● **SOURCE MATERIAL**:
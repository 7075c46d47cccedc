use chrono::{DateTime, Utc};
use serde::{Deserialize, Serialize};
use validator::Validate;

use super::model::{User, UserRole, UserSession, UserStatus};

// =============================================================================
// REGISTER
// =============================================================================

#[derive(Debug, Deserialize, Validate)]
pub struct RegisterRequest {
    #[validate(length(min = 3, max = 50, message = "Username must be 3-50 characters"))]
    pub username: String,
    #[validate(email(message = "Invalid email format"))]
    pub email: String,
    #[validate(length(min = 8, message = "Password must be at least 8 characters"))]
    pub password: String,
    pub confirm_password: String,
    #[serde(default)]
    pub first_name: Option<String>,
    #[serde(default)]
    pub last_name: Option<String>,
    #[serde(default)]
    pub phone_number: Option<String>,
}

#[derive(Debug, Serialize)]
pub struct RegisterResponse {
    pub user: UserResponse,
}

// =============================================================================
// LOGIN
// =============================================================================

#[derive(Debug, Deserialize)]
pub struct LoginRequest {
    pub username_or_email: String,
    pub password: String,
    #[serde(default)]
    pub mfa_code: Option<String>,
}

#[derive(Debug, Serialize)]
pub struct LoginResponse {
    #[serde(skip_serializing_if = "Option::is_none")]
    pub access_token: Option<String>,
    #[serde(skip_serializing_if = "Option::is_none")]
    pub refresh_token: Option<String>,
    pub token_type: &'static str,
    #[serde(skip_serializing_if = "Option::is_none")]
    pub expires_in: Option<i64>,
    pub mfa_required: bool,
    pub user: UserResponse,
}

// =============================================================================
// TOKEN LIFECYCLE
// =============================================================================

#[derive(Debug, Deserialize)]
pub struct RefreshTokenRequest {
    pub refresh_token: String,
}

#[derive(Debug, Serialize)]
pub struct RefreshTokenResponse {
    pub access_token: String,
    pub refresh_token: String,
    pub token_type: &'static str,
    pub expires_in: i64,
}

#[derive(Debug, Serialize)]
pub struct MessageResponse {
    pub message: &'static str,
}

// =============================================================================
// PASSWORDS
// =============================================================================

#[derive(Debug, Deserialize, Validate)]
pub struct ChangePasswordRequest {
    pub current_password: String,
    #[validate(length(min = 8, message = "Password must be at least 8 characters"))]
    pub new_password: String,
    pub confirm_new_password: String,
}

#[derive(Debug, Deserialize, Validate)]
pub struct ForgotPasswordRequest {
    #[validate(email(message = "Invalid email format"))]
    pub email: String,
}

/// The reset token is handed back to the caller; delivering it (email, SMS)
/// belongs to the surrounding service layer.
#[derive(Debug, Serialize)]
pub struct ForgotPasswordResponse {
    pub message: &'static str,
    pub reset_token: String,
}

#[derive(Debug, Deserialize, Validate)]
pub struct ResetPasswordRequest {
    pub token: String,
    #[validate(length(min = 8, message = "Password must be at least 8 characters"))]
    pub new_password: String,
}

// =============================================================================
// EMAIL VERIFICATION
// =============================================================================

#[derive(Debug, Deserialize)]
pub struct VerifyEmailRequest {
    pub token: String,
}

// =============================================================================
// MFA
// =============================================================================

#[derive(Debug, Serialize)]
pub struct MfaSetupResponse {
    pub secret: String,
    pub otpauth_url: String,
}

#[derive(Debug, Deserialize)]
pub struct EnableMfaRequest {
    pub code: String,
}

#[derive(Debug, Deserialize)]
pub struct DisableMfaRequest {
    pub password: String,
}

// =============================================================================
// SESSIONS
// =============================================================================

#[derive(Debug, Serialize)]
pub struct SessionResponse {
    pub id: String,
    pub ip_address: Option<String>,
    pub user_agent: Option<String>,
    pub created_at: DateTime<Utc>,
    pub last_accessed_at: Option<DateTime<Utc>>,
    pub expires_at: DateTime<Utc>,
}

impl From<&UserSession> for SessionResponse {
    fn from(session: &UserSession) -> Self {
        Self {
            id: session.id.clone(),
            ip_address: session.ip_address.clone(),
            user_agent: session.user_agent.clone(),
            created_at: session.created_at,
            last_accessed_at: session.last_accessed_at,
            expires_at: session.expires_at,
        }
    }
}

#[derive(Debug, Serialize)]
pub struct SessionListResponse {
    pub sessions: Vec<SessionResponse>,
}

// =============================================================================
// ADMINISTRATION
// =============================================================================

#[derive(Debug, Deserialize)]
pub struct UpdateStatusRequest {
    pub status: UserStatus,
}

#[derive(Debug, Deserialize)]
pub struct UpdateRoleRequest {
    pub role: UserRole,
}

// =============================================================================
// USER SUMMARY
// =============================================================================

#[derive(Debug, Serialize)]
pub struct UserResponse {
    pub id: String,
    pub username: String,
    pub email: String,
    pub role: UserRole,
    pub status: UserStatus,
    pub email_verified: bool,
    pub mfa_enabled: bool,
    pub last_login: Option<DateTime<Utc>>,
    pub created_at: DateTime<Utc>,
    pub updated_at: DateTime<Utc>,
}

impl From<&User> for UserResponse {
    fn from(user: &User) -> Self {
        Self {
            id: user.id.clone(),
            username: user.username.clone(),
            email: user.email.clone(),
            role: user.role,
            status: user.status,
            email_verified: user.email_verified,
            mfa_enabled: user.mfa_enabled,
            last_login: user.last_login,
            created_at: user.created_at,
            updated_at: user.updated_at,
        }
    }
}

// =============================================================================
// ERROR RESPONSE
// =============================================================================

#[derive(Debug, Serialize)]
pub struct ErrorResponse {
    pub error: String,
    #[serde(skip_serializing_if = "Option::is_none")]
    pub message: Option<String>,
}

impl ErrorResponse {
    pub fn new(error: impl Into<String>) -> Self {
        Self {
            error: error.into(),
            message: None,
        }
    }
}
use std::sync::Arc;

use outlet_auth::config::{environment::Config, init_db};
use outlet_auth::modules::auth::crud::{
    MySqlAuditSink, MySqlSessionRepository, MySqlUserRepository,
};
use outlet_auth::modules::auth::engine::AuthEngine;
use outlet_auth::modules::auth::lockout::LockoutPolicy;
use outlet_auth::services::{jwt::JwtService, totp::TotpService};
use tracing_subscriber::{layer::SubscriberExt, util::SubscriberInitExt};

#[tokio::main]
async fn main() {
    dotenvy::dotenv().ok();

    tracing_subscriber::registry()
        .with(
            tracing_subscriber::EnvFilter::try_from_default_env()
                .unwrap_or_else(|_| "outlet_auth=debug,tower_http=debug".into()),
        )
        .with(tracing_subscriber::fmt::layer())
        .init();

    // Load configuration
    let config = Config::from_env().expect("Failed to load environment configuration");

    let db = init_db().await;
    tracing::info!("Connected to MySQL");

    let jwt_service = JwtService::with_durations(
        config.jwt_secret.clone(),
        config.access_token_duration(),
        config.refresh_token_duration(),
    );
    let totp_service = TotpService::new(config.totp_issuer.clone());
    let lockout = LockoutPolicy::new(config.lockout_max_attempts, config.lockout_window());

    let engine = AuthEngine::new(
        Arc::new(MySqlUserRepository::new(db.clone())),
        Arc::new(MySqlSessionRepository::new(db.clone())),
        Arc::new(MySqlAuditSink::new(db)),
        jwt_service,
        totp_service,
        lockout,
    );

    let app = outlet_auth::create_app(engine, config.rate_limit_burst).await;

    let listener = tokio::net::TcpListener::bind("0.0.0.0:3000").await.unwrap();
    tracing::info!("Server running on http://localhost:3000");
    axum::serve(listener, app).await.unwrap();
}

● **EXERCISE GOAL**:
Retype all the material exactly, missing nothing.

● **TASK ANSWER**:
repository 7075c46d47cccedc
use chrono::{DateTime, Utc};
use serde::{Deserialize, Serialize};
use validator::Validate;

use super::model::{User, UserRole, UserSession, UserStatus};

// =============================================================================
// REGISTER
// =============================================================================

#[derive(Debug, Deserialize, Validate)]
pub struct RegisterRequest {
    #[validate(length(min = 3, max = 50, message = "Username must be 3-50 characters"))]
    pub username: String,
    #[validate(email(message = "Invalid email format"))]
    pub email: String,
    #[validate(length(min = 8, message = "Password must be at least 8 characters"))]
    pub password: String,
    pub confirm_password: String,
    #[serde(default)]
    pub first_name: Option<String>,
    #[serde(default)]
    pub last_name: Option<String>,
    #[serde(default)]
    pub phone_number: Option<String>,
}

#[derive(Debug, Serialize)]
pub struct RegisterResponse {
    pub user: UserResponse,
}

// =============================================================================
// LOGIN
// =============================================================================

#[derive(Debug, Deserialize)]
pub struct LoginRequest {
    pub username_or_email: String,
    pub password: String,
    #[serde(default)]
    pub mfa_code: Option<String>,
}

#[derive(Debug, Serialize)]
pub struct LoginResponse {
    #[serde(skip_serializing_if = "Option::is_none")]
    pub access_token: Option<String>,
    #[serde(skip_serializing_if = "Option::is_none")]
    pub refresh_token: Option<String>,
    pub token_type: &'static str,
    #[serde(skip_serializing_if = "Option::is_none")]
    pub expires_in: Option<i64>,
    pub mfa_required: bool,
    pub user: UserResponse,
}

// =============================================================================
// TOKEN LIFECYCLE
// =============================================================================

#[derive(Debug, Deserialize)]
pub struct RefreshTokenRequest {
    pub refresh_token: String,
}

#[derive(Debug, Serialize)]
pub struct RefreshTokenResponse {
    pub access_token: String,
    pub refresh_token: String,
    pub token_type: &'static str,
    pub expires_in: i64,
}

#[derive(Debug, Serialize)]
pub struct MessageResponse {
    pub message: &'static str,
}

// =============================================================================
// PASSWORDS
// =============================================================================

#[derive(Debug, Deserialize, Validate)]
pub struct ChangePasswordRequest {
    pub current_password: String,
    #[validate(length(min = 8, message = "Password must be at least 8 characters"))]
    pub new_password: String,
    pub confirm_new_password: String,
}

#[derive(Debug, Deserialize, Validate)]
pub struct ForgotPasswordRequest {
    #[validate(email(message = "Invalid email format"))]
    pub email: String,
}

/// The reset token is handed back to the caller; delivering it (email, SMS)
/// belongs to the surrounding service layer.
#[derive(Debug, Serialize)]
pub struct ForgotPasswordResponse {
    pub message: &'static str,
    pub reset_token: String,
}

#[derive(Debug, Deserialize, Validate)]
pub struct ResetPasswordRequest {
    pub token: String,
    #[validate(length(min = 8, message = "Password must be at least 8 characters"))]
    pub new_password: String,
}

// =============================================================================
// EMAIL VERIFICATION
// =============================================================================

#[derive(Debug, Deserialize)]
pub struct VerifyEmailRequest {
    pub token: String,
}

// =============================================================================
// MFA
// =============================================================================

#[derive(Debug, Serialize)]
pub struct MfaSetupResponse {
    pub secret: String,
    pub otpauth_url: String,
}

#[derive(Debug, Deserialize)]
pub struct EnableMfaRequest {
    pub code: String,
}

#[derive(Debug, Deserialize)]
pub struct DisableMfaRequest {
    pub password: String,
}

// =============================================================================
// SESSIONS
// =============================================================================

#[derive(Debug, Serialize)]
pub struct SessionResponse {
    pub id: String,
    pub ip_address: Option<String>,
    pub user_agent: Option<String>,
    pub created_at: DateTime<Utc>,
    pub last_accessed_at: Option<DateTime<Utc>>,
    pub expires_at: DateTime<Utc>,
}

impl From<&UserSession> for SessionResponse {
    fn from(session: &UserSession) -> Self {
        Self {
            id: session.id.clone(),
            ip_address: session.ip_address.clone(),
            user_agent: session.user_agent.clone(),
            created_at: session.created_at,
            last_accessed_at: session.last_accessed_at,
            expires_at: session.expires_at,
        }
    }
}

#[derive(Debug, Serialize)]
pub struct SessionListResponse {
    pub sessions: Vec<SessionResponse>,
}

// =============================================================================
// ADMINISTRATION
// =============================================================================

#[derive(Debug, Deserialize)]
pub struct UpdateStatusRequest {
    pub status: UserStatus,
}

#[derive(Debug, Deserialize)]
pub struct UpdateRoleRequest {
    pub role: UserRole,
}

// =============================================================================
// USER SUMMARY
// =============================================================================

#[derive(Debug, Serialize)]
pub struct UserResponse {
    pub id: String,
    pub username: String,
    pub email: String,
    pub role: UserRole,
    pub status: UserStatus,
    pub email_verified: bool,
    pub mfa_enabled: bool,
    pub last_login: Option<DateTime<Utc>>,
    pub created_at: DateTime<Utc>,
    pub updated_at: DateTime<Utc>,
}

impl From<&User> for UserResponse {
    fn from(user: &User) -> Self {
        Self {
            id: user.id.clone(),
            username: user.username.clone(),
            email: user.email.clone(),
            role: user.role,
            status: user.status,
            email_verified: user.email_verified,
            mfa_enabled: user.mfa_enabled,
            last_login: user.last_login,
            created_at: user.created_at,
            updated_at: user.updated_at,
        }
    }
}

// =============================================================================
// ERROR RESPONSE
// =============================================================================

#[derive(Debug, Serialize)]
pub struct ErrorResponse {
    pub error: String,
    #[serde(skip_serializing_if = "Option::is_none")]
    pub message: Option<String>,
}

impl ErrorResponse {
    pub fn new(error: impl Into<String>) -> Self {
        Self {
            error: error.into(),
            message: None,
        }
    }
}
use std::sync::Arc;

use outlet_auth::config::{environment::Config, init_db};
use outlet_auth::modules::auth::crud::{
    MySqlAuditSink, MySqlSessionRepository, MySqlUserRepository,
};
use outlet_auth::modules::auth::engine::AuthEngine;
use outlet_auth::modules::auth::lockout::LockoutPolicy;
use outlet_auth::services::{jwt::JwtService, totp::TotpService};
use tracing_subscriber::{layer::SubscriberExt, util::SubscriberInitExt};

#[tokio::main]
async fn main() {
    dotenvy::dotenv().ok();

    tracing_subscriber::registry()
        .with(
            tracing_subscriber::EnvFilter::try_from_default_env()
                .unwrap_or_else(|_| "outlet_auth=debug,tower_http=debug".into()),
        )
        .with(tracing_subscriber::fmt::layer())
        .init();

    // Load configuration
    let config = Config::from_env().expect("Failed to load environment configuration");

    let db = init_db().await;
    tracing::info!("Connected to MySQL");

    let jwt_service = JwtService::with_durations(
        config.jwt_secret.clone(),
        config.access_token_duration(),
        config.refresh_token_duration(),
    );
    let totp_service = TotpService::new(config.totp_issuer.clone());
    let lockout = LockoutPolicy::new(config.lockout_max_attempts, config.lockout_window());

    let engine = AuthEngine::new(
        Arc::new(MySqlUserRepository::new(db.clone())),
        Arc::new(MySqlSessionRepository::new(db.clone())),
        Arc::new(MySqlAuditSink::new(db)),
        jwt_service,
        totp_service,
        lockout,
    );

    let app = outlet_auth::create_app(engine, config.rate_limit_burst).await;

    let listener = tokio::net::TcpListener::bind("0.0.0.0:3000").await.unwrap();
    tracing::info!("Server running on http://localhost:3000");
    axum::serve(listener, app).await.unwrap();
}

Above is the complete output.